To make sense of His baptism, we need to situate it within the overall unity of Our Lord’s life. He more than anyone possessed unity of life. The various events, actions and words of His life were not isolated and unconnected but united and coordinated. Specifically, they all find unity in His self-emptying for our salvation, descending to the depths in order to redeem us. His entire life is a downward trajectory, God descending in the person of Christ to raise man from his misery. 

With this descent in mind, we can come to some understanding of His baptism by considering first its relation to His birth. This feast falls close to Christmas, to end the season. Our Lord’s birth and baptism were years apart, of course. But liturgically they are brought together, as bookends of Christmas, because they share a common purpose. And that commonality sheds light on the events at the Jordan. As Fulton Sheen puts it, “The object of His baptism was the same as the object of His birth, to identify with sinful humanity.” In Bethlehem we encounter Him born as one of us. At the Jordan we encounter Him freely choosing to be identified with us sinners.

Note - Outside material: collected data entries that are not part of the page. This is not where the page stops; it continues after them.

//! Visualization utilities for highway_planner
//!
//! Thin gnuplot wrapper for drawing the track, its lanes, surrounding
//! traffic and planned trajectories.

use gnuplot::{AutoOption, AxesCommon, Caption, Color, Figure, LineWidth, PointSize, PointSymbol};

use crate::common::{PlannerError, PlannerResult, Point2D, Pose2D, TrackedVehicle, Trajectory};
use crate::map::{RoadConfig, WaypointMap};

/// Color palette for consistent styling
pub mod colors {
    pub const BLACK: &str = "#000000";
    pub const RED: &str = "#FF0000";
    pub const BLUE: &str = "#0000FF";
    pub const CYAN: &str = "#00FFFF";
    pub const ORANGE: &str = "#FFA500";
    pub const GRAY: &str = "#808080";

    pub const ROAD_EDGE: &str = BLACK;
    pub const LANE_DIVIDER: &str = GRAY;
    pub const TRAJECTORY: &str = RED;
    pub const EGO: &str = CYAN;
    pub const EGO_HISTORY: &str = BLUE;
    pub const TRAFFIC: &str = ORANGE;
}

/// Style for path rendering
#[derive(Debug, Clone)]
pub struct PathStyle {
    pub color: String,
    pub line_width: f64,
    pub caption: String,
}

impl PathStyle {
    pub fn new(color: &str, caption: &str) -> Self {
        Self {
            color: color.to_string(),
            line_width: 2.0,
            caption: caption.to_string(),
        }
    }

    pub fn with_line_width(mut self, width: f64) -> Self {
        self.line_width = width;
        self
    }
}

impl Default for PathStyle {
    fn default() -> Self {
        Self {
            color: colors::TRAJECTORY.to_string(),
            line_width: 2.0,
            caption: "Trajectory".to_string(),
        }
    }
}

/// Style for point rendering
#[derive(Debug, Clone)]
pub struct PointStyle {
    pub color: String,
    pub size: f64,
    pub symbol: char,
    pub caption: String,
}

impl PointStyle {
    pub fn new(color: &str, caption: &str) -> Self {
        Self {
            color: color.to_string(),
            size: 1.0,
            symbol: 'O',
            caption: caption.to_string(),
        }
    }

    pub fn with_size(mut self, size: f64) -> Self {
        self.size = size;
        self
    }

    pub fn with_symbol(mut self, symbol: char) -> Self {
        self.symbol = symbol;
        self
    }
}

/// Lateral offsets of every lane boundary, innermost first
pub fn lane_boundaries(road: &RoadConfig) -> Vec<f64> {
    (0..=road.num_lanes).map(|i| i as f64 * road.lane_width).collect()
}

/// Closed polyline at lateral offset `d` from the reference line
pub fn offset_polyline(map: &WaypointMap, d: f64) -> Vec<Point2D> {
    let mut line: Vec<Point2D> = map.waypoints().iter().map(|wp| wp.offset(d)).collect();
    if let Some(&first) = line.first() {
        line.push(first);
    }
    line
}

pub struct Visualizer {
    figure: Figure,
    title: String,
    x_label: String,
    y_label: String,
    x_range: Option<(f64, f64)>,
    y_range: Option<(f64, f64)>,
    aspect_ratio: Option<f64>,
}

impl Visualizer {
    pub fn new() -> Self {
        Self {
            figure: Figure::new(),
            title: String::new(),
            x_label: "X [m]".to_string(),
            y_label: "Y [m]".to_string(),
            x_range: None,
            y_range: None,
            aspect_ratio: Some(1.0),
        }
    }

    pub fn set_title(&mut self, title: &str) -> &mut Self {
        self.title = title.to_string();
        self
    }

    pub fn set_x_range(&mut self, min: f64, max: f64) -> &mut Self {
        self.x_range = Some((min, max));
        self
    }

    pub fn set_y_range(&mut self, min: f64, max: f64) -> &mut Self {
        self.y_range = Some((min, max));
        self
    }

    /// Zoom onto a square window of half-size `radius` around `center`
    pub fn focus_on(&mut self, center: Point2D, radius: f64) -> &mut Self {
        self.set_x_range(center.x - radius, center.x + radius);
        self.set_y_range(center.y - radius, center.y + radius)
    }

    pub fn plot_path(&mut self, points: &[Point2D], style: &PathStyle) -> &mut Self {
        let x: Vec<f64> = points.iter().map(|p| p.x).collect();
        let y: Vec<f64> = points.iter().map(|p| p.y).collect();

        self.figure.axes2d()
            .lines(&x, &y, &[
                Caption(&style.caption),
                Color(&style.color),
                LineWidth(style.line_width),
            ]);
        self
    }

    pub fn plot_points(&mut self, points: &[Point2D], style: &PointStyle) -> &mut Self {
        let x: Vec<f64> = points.iter().map(|p| p.x).collect();
        let y: Vec<f64> = points.iter().map(|p| p.y).collect();

        self.figure.axes2d()
            .points(&x, &y, &[
                Caption(&style.caption),
                Color(&style.color),
                PointSymbol(style.symbol),
                PointSize(style.size),
            ]);
        self
    }

    /// Road edges and lane dividers
    pub fn plot_track(&mut self, map: &WaypointMap, road: &RoadConfig) -> &mut Self {
        let boundaries = lane_boundaries(road);
        let last = boundaries.len() - 1;
        for (i, &d) in boundaries.iter().enumerate() {
            let line = offset_polyline(map, d);
            let style = if i == 0 || i == last {
                let caption = if i == 0 { "Road edge" } else { "" };
                PathStyle::new(colors::ROAD_EDGE, caption).with_line_width(1.5)
            } else {
                let caption = if i == 1 { "Lane divider" } else { "" };
                PathStyle::new(colors::LANE_DIVIDER, caption).with_line_width(0.5)
            };
            self.plot_path(&line, &style);
        }
        self
    }

    pub fn plot_trajectory(&mut self, trajectory: &Trajectory, style: &PathStyle) -> &mut Self {
        self.plot_path(&trajectory.points, style)
    }

    pub fn plot_vehicles(&mut self, vehicles: &[TrackedVehicle]) -> &mut Self {
        let points: Vec<Point2D> = vehicles.iter().map(|v| Point2D::new(v.x, v.y)).collect();
        let style = PointStyle::new(colors::TRAFFIC, "Traffic").with_symbol('S').with_size(1.2);
        self.plot_points(&points, &style)
    }

    /// Ego position with a short heading indicator
    pub fn plot_ego(&mut self, pose: &Pose2D, size: f64) -> &mut Self {
        self.figure.axes2d()
            .points(&[pose.x], &[pose.y], &[
                Caption("Ego"),
                Color(colors::EGO),
                PointSymbol('O'),
                PointSize(size),
            ]);

        let arrow_len = size * 2.0;
        let end_x = pose.x + arrow_len * pose.yaw.cos();
        let end_y = pose.y + arrow_len * pose.yaw.sin();

        self.figure.axes2d()
            .lines(&[pose.x, end_x], &[pose.y, end_y], &[
                Color(colors::EGO),
                LineWidth(2.0),
            ]);
        self
    }

    pub fn save_png(&mut self, path: &str, width: u32, height: u32) -> PlannerResult<()> {
        self.apply_settings();
        self.figure
            .save_to_png(path, width, height)
            .map_err(|e| PlannerError::VisualizationError(e.to_string()))
    }

    fn apply_settings(&mut self) {
        let axes = self.figure.axes2d();

        if !self.title.is_empty() {
            axes.set_title(&self.title, &[]);
        }
        axes.set_x_label(&self.x_label, &[]);
        axes.set_y_label(&self.y_label, &[]);

        if let Some((min, max)) = self.x_range {
            axes.set_x_range(AutoOption::Fix(min), AutoOption::Fix(max));
        }
        if let Some((min, max)) = self.y_range {
            axes.set_y_range(AutoOption::Fix(min), AutoOption::Fix(max));
        }
        if let Some(ratio) = self.aspect_ratio {
            axes.set_aspect_ratio(AutoOption::Fix(ratio));
        }
    }
}

impl Default for Visualizer {
    fn default() -> Self {
        Self::new()
    }
}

We understand His baptism also in light of what lay ahead: His Passion and death. In response to John the Baptist’s resistance Jesus says, “Allow it now, for thus it is fitting for us to fulfill all righteousness” (Mt 3:15). This “righteousness” is that right relationship between God and man that the Redeemer brings. We are restored to righteousness not by our own knowledge, not by our own efforts, not even by John’s baptism for repentance, but by Jesus’ coming into the world and taking all sin upon Himself — by His submission to John in baptism. Our Lord’s descent into the water expresses His assumption of our guilt and anticipates His death, burial and descent into hell (the lowest point of the downward trajectory). The waters of the Jordan that covered Him have been described as a “liquid tomb,” thus indicating the unity of His baptism and His Passion.

So Jesus’ baptism is of a piece in the downward trend of the Incarnation. He descends to earth at His birth, and He keeps descending. From humble origins in Bethlehem, to ignominious exile in Egypt; from subordination to Joseph and Mary in Nazareth, to submission to John at the Jordan; from association “with tax collectors and sinners,” to rejection by His own people; from crucifixion with common criminals to burial in a stranger’s tomb — His life is (to use J.R.R. Tolkien’s line) one long defeat that ends in victory. One long descent that ends in ascension.

His baptism prompts us to think of our own. Just as His was not an isolated event but set the trajectory of His public life, so also ours must bring unity and purpose to our entire life. Baptism is not only the beginning of Christian life but also the pattern of it. Yes, we believe in “one baptism for the forgiveness of sins.” But that does not mean that we leave our baptism in the baptistery, any more than Our Lord left His at the Jordan. Our dying and rising is constant and continual. Each day we die — to our selfish desires, to our pride, to the world’s temptations — so that we can rise in being united with Him. Only if we are willing to descend into the waters with Him — not once but daily — will we be able to rise from them with Him as well.